(Input records Opens)

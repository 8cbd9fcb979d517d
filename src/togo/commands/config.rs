use crate::commands::{CmdMessage, CmdResult};
use crate::config::TogoConfig;
use crate::error::Result;
use std::path::Path;

#[derive(Debug, Clone)]
pub enum ConfigAction {
    ShowAll,
    ShowKey(String),
    Set(String, String),
}

/// Reads or updates `config.json` in `config_dir`.
///
/// A bad key or value is reported as an error message, not an `Err`, and
/// leaves the file as it was.
pub fn run(config_dir: &Path, action: ConfigAction) -> Result<CmdResult> {
    let mut config = TogoConfig::load(config_dir)?;

    let message = match action {
        ConfigAction::ShowAll => return Ok(CmdResult::default().with_config(config)),
        ConfigAction::ShowKey(key) => config
            .get(&key)
            .map(CmdMessage::info)
            .unwrap_or_else(|| CmdMessage::error(format!("Unknown config key: {}", key))),
        ConfigAction::Set(key, value) => match config.set(&key, &value) {
            Err(e) => CmdMessage::error(e),
            Ok(()) => {
                config.save(config_dir)?;
                let shown = config.get(&key).unwrap_or(value);
                CmdMessage::success(format!("{} set to {}", key, shown))
            }
        },
    };

    let mut result = CmdResult::default();
    result.add_message(message);
    Ok(result)
}

#[cfg(test)]
mod tests {
    use super::*;
    use crate::commands::MessageLevel;

    #[test]
    fn set_persists_and_show_reads_back() {
        let dir = tempfile::tempdir().unwrap();

        let result = run(
            dir.path(),
            ConfigAction::Set("prepend-date".into(), "true".into()),
        )
        .unwrap();
        assert_eq!(result.messages[0].level, MessageLevel::Success);

        let result = run(dir.path(), ConfigAction::ShowKey("prepend-date".into())).unwrap();
        assert_eq!(result.messages[0].content, "true");

        let result = run(dir.path(), ConfigAction::ShowAll).unwrap();
        assert!(result.config.unwrap().prepend_date);
    }

    #[test]
    fn bad_key_reports_error_without_saving() {
        let dir = tempfile::tempdir().unwrap();

        let result = run(dir.path(), ConfigAction::Set("colour".into(), "x".into())).unwrap();
        assert_eq!(result.messages[0].level, MessageLevel::Error);
        assert!(!dir.path().join("config.json").exists());

        let result = run(dir.path(), ConfigAction::ShowKey("colour".into())).unwrap();
        assert_eq!(result.messages[0].level, MessageLevel::Error);
    }

    #[test]
    fn bad_value_keeps_previous_setting() {
        let dir = tempfile::tempdir().unwrap();
        run(dir.path(), ConfigAction::Set("priority".into(), "on".into())).unwrap();

        let result = run(dir.path(), ConfigAction::Set("priority".into(), "maybe".into())).unwrap();
        assert_eq!(result.messages[0].level, MessageLevel::Error);

        let result = run(dir.path(), ConfigAction::ShowKey("priority".into())).unwrap();
        assert_eq!(result.messages[0].content, "true");
    }
}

(Input records Closes)

* **Task**: From the first line of the records to the line containing "pub fn run(config_dir: &Path, action: ConfigAction)", inclusive, transcribe everything exactly and leave out the rest.

* **Written response**:
repository 8cbd9fcb979d517d
filename src/togo/commands/config.rs
use crate::commands::{CmdMessage, CmdResult};
use crate::config::TogoConfig;
use crate::error::Result;
use std::path::Path;

#[derive(Debug, Clone)]
pub enum ConfigAction {
    ShowAll,
    ShowKey(String),
    Set(String, String),
}

/// Reads or updates `config.json` in `config_dir`.
///
/// A bad key or value is reported as an error message, not an `Err`, and
/// leaves the file as it was.
pub fn run(config_dir: &Path, action: ConfigAction) -> Result<CmdResult> {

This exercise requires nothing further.